7. Clustering of restaurants by Localities.
I have decided to explore localities, segment them, and group them into clusters to find similar localities. To be able to do that, I will be using K-Means Clustering which is unsupervised machine learning.
WSS Plot or Within Sum of Square Error Plot is used to identify the optimal number of clusters. Elbow in the graph represents the optimal value of the clusters. We should select the optimal number of clusters (basically K) from the graph where we see sudden decrease in the elbow curve. Like here K=6 would be good choice for K.
Clustering the Bangalore Localities Using K-Means with K =6
Classifying the localities to represent restaurant density as follows:
- 0–19 Restaurants: “Low”;
- 20–39 Restaurants: “Medium”
- Over 40 Restaurants: “High”
Visualization of restaurant density categories
Over 50 percent of the Localities fall under the “low” density category regarding restaurant density and fewer than 10 Localities fall under the “high” density category.
Visualization of Clusters
In the below map of Bangalore, I have plotted the different localities color coded according to their cluster groups.
Results and conclusion
The restaurant cluster obtained from Machine learning model are
- Cluster 0: West/South West Bangalore with low densities;
- Cluster 1: South Bangalore with low densities;
- Cluster 2: East Bangalore with low to medium densities;
- Cluster 3: North Bangalore with low densities;
- Cluster 4: Central Bangalore — North Zone with medium densities;
- Cluster 5: Central Bangalore — South Zone with medium to high densities.
The results are intuitive as the restaurant densities in most of the localities are mostly low at the peripheries of the city in cluster 0, cluster 1 and cluster 3, with higher toward the center in cluster 5 and a moderate rate in cluster 2.

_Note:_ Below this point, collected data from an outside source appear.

// Copyright (c) 2025 Geoffrey Huntley <ghuntley@ghuntley.com>. All rights reserved.
// SPDX-License-Identifier: Proprietary

//! Recursive-descent parser for matcher expressions.
//!
//! ```text
//! or_expr    = and_expr ("||" and_expr)*
//! and_expr   = comparison ("&&" comparison)*
//! comparison = unary (("==" | "!=") unary | "in" "(" [unary ("," unary)*] ")")?
//! unary      = "!" unary | primary
//! primary    = string | "true" | "false" | ident ["." ident] | ident "(" args ")" | "(" or_expr ")"
//! ```

use super::lexer::{tokenize, Spanned, Token};
use crate::error::{AuthzError, Result};

/// Deepest nesting of parentheses and `!` accepted.
pub(crate) const MAX_DEPTH: usize = 64;

#[derive(Debug, Clone, Copy, PartialEq, Eq)]
pub(crate) enum BinOp {
	And,
	Or,
	Eq,
	Ne,
}

#[derive(Debug, Clone, PartialEq, Eq)]
pub(crate) enum Expr {
	Str(String),
	Bool(bool),
	/// Dotted reference such as `r.sub` or `p2.obj`.
	Field { object: String, name: String },
	/// Bare identifier such as `r_sub`.
	Ident(String),
	Call { name: String, args: Vec<Expr> },
	Not(Box<Expr>),
	Binary {
		op: BinOp,
		left: Box<Expr>,
		right: Box<Expr>,
	},
	In { element: Box<Expr>, set: Vec<Expr> },
}

struct Parser {
	tokens: Vec<Spanned>,
	pos: usize,
	depth: usize,
	end: usize,
}

pub(crate) fn parse(input: &str) -> Result<Expr> {
	let tokens = tokenize(input)?;
	if tokens.is_empty() {
		return Err(AuthzError::Compile("empty matcher expression".into()));
	}
	let mut parser = Parser {
		tokens,
		pos: 0,
		depth: 0,
		end: input.len(),
	};
	let expr = parser.parse_or()?;
	if let Some((token, offset)) = parser.tokens.get(parser.pos) {
		return Err(AuthzError::Compile(format!(
			"unexpected {token:?} at offset {offset}"
		)));
	}
	Ok(expr)
}

impl Parser {
	fn peek(&self) -> Option<&Token> {
		self.tokens.get(self.pos).map(|(t, _)| t)
	}

	fn advance(&mut self) -> Option<Token> {
		let token = self.tokens.get(self.pos).map(|(t, _)| t.clone());
		self.pos += 1;
		token
	}

	fn offset(&self) -> usize {
		self.tokens.get(self.pos).map_or(self.end, |(_, o)| *o)
	}

	fn expect(&mut self, expected: Token) -> Result<()> {
		let offset = self.offset();
		match self.advance() {
			Some(token) if token == expected => Ok(()),
			Some(token) => Err(AuthzError::Compile(format!(
				"expected {expected:?}, found {token:?} at offset {offset}"
			))),
			None => Err(AuthzError::Compile(format!(
				"expected {expected:?} at end of expression"
			))),
		}
	}

	fn parse_or(&mut self) -> Result<Expr> {
		let mut left = self.parse_and()?;
		while self.peek() == Some(&Token::Or) {
			self.advance();
			let right = self.parse_and()?;
			left = Expr::Binary {
				op: BinOp::Or,
				left: Box::new(left),
				right: Box::new(right),
			};
		}
		Ok(left)
	}

	fn parse_and(&mut self) -> Result<Expr> {
		let mut left = self.parse_comparison()?;
		while self.peek() == Some(&Token::And) {
			self.advance();
			let right = self.parse_comparison()?;
			left = Expr::Binary {
				op: BinOp::And,
				left: Box::new(left),
				right: Box::new(right),
			};
		}
		Ok(left)
	}

	fn parse_comparison(&mut self) -> Result<Expr> {
		let left = self.parse_unary()?;
		let op = match self.peek() {
			Some(Token::Eq) => BinOp::Eq,
			Some(Token::Ne) => BinOp::Ne,
			Some(Token::In) => {
				self.advance();
				let set = self.parse_list()?;
				return Ok(Expr::In {
					element: Box::new(left),
					set,
				});
			}
			_ => return Ok(left),
		};
		self.advance();
		let right = self.parse_unary()?;
		Ok(Expr::Binary {
			op,
			left: Box::new(left),
			right: Box::new(right),
		})
	}

	fn parse_unary(&mut self) -> Result<Expr> {
		self.depth += 1;
		if self.depth > MAX_DEPTH {
			return Err(AuthzError::Compile(format!(
				"expression nested deeper than {MAX_DEPTH} levels"
			)));
		}
		let expr = if self.peek() == Some(&Token::Not) {
			self.advance();
			self.parse_unary().map(|e| Expr::Not(Box::new(e)))
		} else {
			self.parse_primary()
		};
		self.depth -= 1;
		expr
	}

	fn parse_primary(&mut self) -> Result<Expr> {
		let offset = self.offset();
		match self.advance() {
			Some(Token::Str(s)) => Ok(Expr::Str(s)),
			Some(Token::True) => Ok(Expr::Bool(true)),
			Some(Token::False) => Ok(Expr::Bool(false)),
			Some(Token::Ident(name)) => match self.peek() {
				Some(Token::Dot) => {
					self.advance();
					let offset = self.offset();
					match self.advance() {
						Some(Token::Ident(field)) => Ok(Expr::Field {
							object: name,
							name: field,
						}),
						_ => Err(AuthzError::Compile(format!(
							"expected field name after `{name}.` at offset {offset}"
						))),
					}
				}
				Some(Token::LParen) => {
					let args = self.parse_list()?;
					Ok(Expr::Call { name, args })
				}
				_ => Ok(Expr::Ident(name)),
			},
			Some(Token::LParen) => {
				let expr = self.parse_or()?;
				self.expect(Token::RParen)?;
				Ok(expr)
			}
			Some(token) => Err(AuthzError::Compile(format!(
				"unexpected {token:?} at offset {offset}"
			))),
			None => Err(AuthzError::Compile("unexpected end of expression".into())),
		}
	}

	/// `"(" [item ("," item)*] ")"` where each item is a full expression.
	fn parse_list(&mut self) -> Result<Vec<Expr>> {
		self.expect(Token::LParen)?;
		let mut items = Vec::new();
		if self.peek() == Some(&Token::RParen) {
			self.advance();
			return Ok(items);
		}
		loop {
			items.push(self.parse_or()?);
			let offset = self.offset();
			match self.advance() {
				Some(Token::Comma) => continue,
				Some(Token::RParen) => return Ok(items),
				_ => {
					return Err(AuthzError::Compile(format!(
						"expected `,` or `)` at offset {offset}"
					)));
				}
			}
		}
	}
}

#[cfg(test)]
mod tests {
	use super::*;

	fn field(object: &str, name: &str) -> Expr {
		Expr::Field {
			object: object.into(),
			name: name.into(),
		}
	}

	#[test]
	fn and_binds_tighter_than_or() {
		let expr = parse("r.a == p.a || r.b == p.b && r.c == p.c").unwrap();
		let Expr::Binary { op: BinOp::Or, right, .. } = expr else {
			panic!("expected `||` at the root");
		};
		assert!(matches!(*right, Expr::Binary { op: BinOp::And, .. }));
	}

	#[test]
	fn parses_calls_and_fields() {
		let expr = parse("g(r.sub, p.sub, r_dom)").unwrap();
		assert_eq!(
			expr,
			Expr::Call {
				name: "g".into(),
				args: vec![field("r", "sub"), field("p", "sub"), Expr::Ident("r_dom".into())],
			}
		);
	}

	#[test]
	fn parses_membership() {
		let expr = parse("r.obj in ('data1', \"data2\")").unwrap();
		assert_eq!(
			expr,
			Expr::In {
				element: Box::new(field("r", "obj")),
				set: vec![Expr::Str("data1".into()), Expr::Str("data2".into())],
			}
		);
		assert!(matches!(parse("r.obj in ()").unwrap(), Expr::In { set, .. } if set.is_empty()));
	}

	#[test]
	fn not_applies_to_primary() {
		let expr = parse("!r.a == p.a").unwrap();
		assert!(matches!(expr, Expr::Binary { op: BinOp::Eq, left, .. } if matches!(*left, Expr::Not(_))));
	}

	#[test]
	fn rejects_malformed_expressions() {
		for bad in ["", "r.sub ==", "(r.sub == p.sub", "r.sub == p.sub)", "r.", "f(a b)", "r.sub p.sub"] {
			assert!(parse(bad).is_err(), "accepted `{bad}`");
		}
	}

	#[test]
	fn nesting_is_bounded() {
		let ok = format!("{}true{}", "(".repeat(MAX_DEPTH - 1), ")".repeat(MAX_DEPTH - 1));
		assert!(parse(&ok).is_ok());

		let deep = format!("{}true{}", "(".repeat(MAX_DEPTH + 1), ")".repeat(MAX_DEPTH + 1));
		assert!(parse(&deep).unwrap_err().to_string().contains("nested"));

		let nots = format!("{}true", "!".repeat(MAX_DEPTH + 1));
		assert!(parse(&nots).is_err());
	}
}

Some of the neighborhoods in the vicinity of the Marathahalli/Whitefield area have medium densities which can be explained by development as a result of the presence of numerous corporate offices.
From the point of view of an investor, there is a great opportunity and high potential to open new restaurants in peripheries of the city as there is little or no competition from existing restaurants. Meanwhile, opening a restaurant in central Bangalore would be a bad idea since there are high density of restaurant and high competition. Investor needs to stand out by Aggressive Promotion or Hiring a Great Chef if he planning to open a restaurant East and North part of Bangalore where there is a medium competition.

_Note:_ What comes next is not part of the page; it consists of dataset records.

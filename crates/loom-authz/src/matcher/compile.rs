// Copyright (c) 2025 Geoffrey Huntley <ghuntley@ghuntley.com>. All rights reserved.
// SPDX-License-Identifier: Proprietary

//! Resolution and type checking of a parsed matcher.
//!
//! Field references become indexes into the request or rule, function names
//! become role-graph keys, registered functions or builtin function pointers, and every operand is
//! checked to be a string or a boolean where the operator expects one.

use super::functions::{self, BuiltinFn, PatternCache};
use super::parser::{BinOp, Expr};
use super::{CustomFn, FunctionMap};
use crate::error::{AuthzError, Result};
use crate::model::{Assertion, Model, Section};

/// A string-valued operand.
#[derive(Debug, Clone)]
pub(crate) enum Operand {
	Literal(String),
	Request(usize),
	Policy(usize),
	Extract {
		func: fn(&PatternCache, &[&str]) -> Result<String>,
		args: Vec<Operand>,
	},
}

/// A boolean-valued node.
#[derive(Debug, Clone)]
pub(crate) enum Node {
	Const(bool),
	Not(Box<Node>),
	And(Box<Node>, Box<Node>),
	Or(Box<Node>, Box<Node>),
	StrEq {
		left: Operand,
		right: Operand,
		negate: bool,
	},
	BoolEq {
		left: Box<Node>,
		right: Box<Node>,
		negate: bool,
	},
	In {
		element: Operand,
		set: Vec<Operand>,
	},
	Role {
		key: String,
		args: Vec<Operand>,
	},
	Predicate {
		func: fn(&PatternCache, &[&str]) -> Result<bool>,
		args: Vec<Operand>,
	},
	Custom {
		func: CustomFn,
		args: Vec<Operand>,
	},
}

enum Typed {
	Bool(Node),
	Str(Operand),
}

impl Typed {
	fn kind(&self) -> &'static str {
		match self {
			Typed::Bool(_) => "boolean",
			Typed::Str(_) => "string",
		}
	}
}

/// Assertions a matcher is compiled against.
pub(crate) struct Bindings<'a> {
	pub model: &'a Model,
	pub request: &'a Assertion,
	pub policy: &'a Assertion,
	pub functions: &'a FunctionMap,
}

impl Bindings<'_> {
	pub(crate) fn compile(&self, expr: &Expr) -> Result<Node> {
		match self.typed(expr)? {
			Typed::Bool(node) => Ok(node),
			Typed::Str(_) => Err(AuthzError::Compile(
				"matcher must be a boolean expression, found a string".into(),
			)),
		}
	}

	fn typed(&self, expr: &Expr) -> Result<Typed> {
		Ok(match expr {
			Expr::Str(s) => Typed::Str(Operand::Literal(s.clone())),
			Expr::Bool(b) => Typed::Bool(Node::Const(*b)),
			Expr::Field { object, name } => Typed::Str(self.field(object, name)?),
			Expr::Ident(ident) => {
				let (object, name) = ident.split_once('_').ok_or_else(|| {
					AuthzError::Compile(format!("unknown identifier `{ident}`"))
				})?;
				Typed::Str(self.field(object, name)?)
			}
			Expr::Not(inner) => Typed::Bool(Node::Not(Box::new(self.boolean(inner, "`!`")?))),
			Expr::Binary { op, left, right } => self.binary(*op, left, right)?,
			Expr::In { element, set } => Typed::Bool(Node::In {
				element: self.string(element, "`in`")?,
				set: set
					.iter()
					.map(|item| self.string(item, "`in`"))
					.collect::<Result<_>>()?,
			}),
			Expr::Call { name, args } => self.call(name, args)?,
		})
	}

	fn binary(&self, op: BinOp, left: &Expr, right: &Expr) -> Result<Typed> {
		let node = match op {
			BinOp::And => Node::And(
				Box::new(self.boolean(left, "`&&`")?),
				Box::new(self.boolean(right, "`&&`")?),
			),
			BinOp::Or => Node::Or(
				Box::new(self.boolean(left, "`||`")?),
				Box::new(self.boolean(right, "`||`")?),
			),
			BinOp::Eq | BinOp::Ne => {
				let negate = op == BinOp::Ne;
				match (self.typed(left)?, self.typed(right)?) {
					(Typed::Str(left), Typed::Str(right)) => Node::StrEq { left, right, negate },
					(Typed::Bool(left), Typed::Bool(right)) => Node::BoolEq {
						left: Box::new(left),
						right: Box::new(right),
						negate,
					},
					(left, right) => {
						return Err(AuthzError::Compile(format!(
							"cannot compare a {} with a {}",
							left.kind(),
							right.kind()
						)));
					}
				}
			}
		};
		Ok(Typed::Bool(node))
	}

	fn call(&self, name: &str, args: &[Expr]) -> Result<Typed> {
		if let Some(role) = self
			.model
			.get(name)
			.filter(|a| a.section() == Section::Role)
		{
			if args.len() != role.arity() {
				return Err(AuthzError::RoleGraph(format!(
					"`{name}` is defined with {} placeholders but called with {} arguments",
					role.arity(),
					args.len()
				)));
			}
			return Ok(Typed::Bool(Node::Role {
				key: name.to_string(),
				args: self.strings(args, name)?,
			}));
		}

		if let Some(func) = self.functions.get(name) {
			if args.len() != 2 {
				return Err(AuthzError::Compile(format!(
					"`{name}` takes 2 arguments, got {}",
					args.len()
				)));
			}
			return Ok(Typed::Bool(Node::Custom {
				func,
				args: self.strings(args, name)?,
			}));
		}

		let builtin = functions::lookup(name)
			.ok_or_else(|| AuthzError::Compile(format!("unknown function `{name}`")))?;
		if args.len() != builtin.arity {
			return Err(AuthzError::Compile(format!(
				"`{name}` takes {} arguments, got {}",
				builtin.arity,
				args.len()
			)));
		}
		let args = self.strings(args, name)?;
		Ok(match builtin.func {
			BuiltinFn::Predicate(func) => Typed::Bool(Node::Predicate { func, args }),
			BuiltinFn::Extractor(func) => Typed::Str(Operand::Extract { func, args }),
		})
	}

	fn field(&self, object: &str, name: &str) -> Result<Operand> {
		let (assertion, operand): (&Assertion, fn(usize) -> Operand) = if object == self.request.key() {
			(self.request, Operand::Request)
		} else if object == self.policy.key() {
			(self.policy, Operand::Policy)
		} else {
			return Err(AuthzError::Compile(format!(
				"unknown identifier `{object}.{name}`"
			)));
		};
		assertion
			.token_index(name)
			.map(operand)
			.ok_or_else(|| AuthzError::Compile(format!("`{object}` has no field `{name}`")))
	}

	fn boolean(&self, expr: &Expr, context: &str) -> Result<Node> {
		match self.typed(expr)? {
			Typed::Bool(node) => Ok(node),
			Typed::Str(_) => Err(AuthzError::Compile(format!(
				"{context} expects a boolean operand, found a string"
			))),
		}
	}

	fn string(&self, expr: &Expr, context: &str) -> Result<Operand> {
		match self.typed(expr)? {
			Typed::Str(operand) => Ok(operand),
			Typed::Bool(_) => Err(AuthzError::Compile(format!(
				"{context} expects a string operand, found a boolean"
			))),
		}
	}

	fn strings(&self, args: &[Expr], function: &str) -> Result<Vec<Operand>> {
		args.iter()
			.map(|arg| self.string(arg, &format!("`{function}`")))
			.collect()
	}
}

This analysis helps us to make decisions only based on location and competition. But we always want to improve right? Further exploration or ways in which we can improve this analysis is asking additional questions like:
- How much do people usually spend when eating at a restaurant?
- How much money is customer willing to pay for a good meal?
- Is customer willing to travel some distance to your restaurant?
- And food preferences etc.
Since a public data is not readily available right now. We can improved with the help of more data and different machine learning technique. Additionally, we can utilize this venture to investigate any situation, for example, opening a new gym, ice cream parlor, or opening of a Jeweler shop and so forth.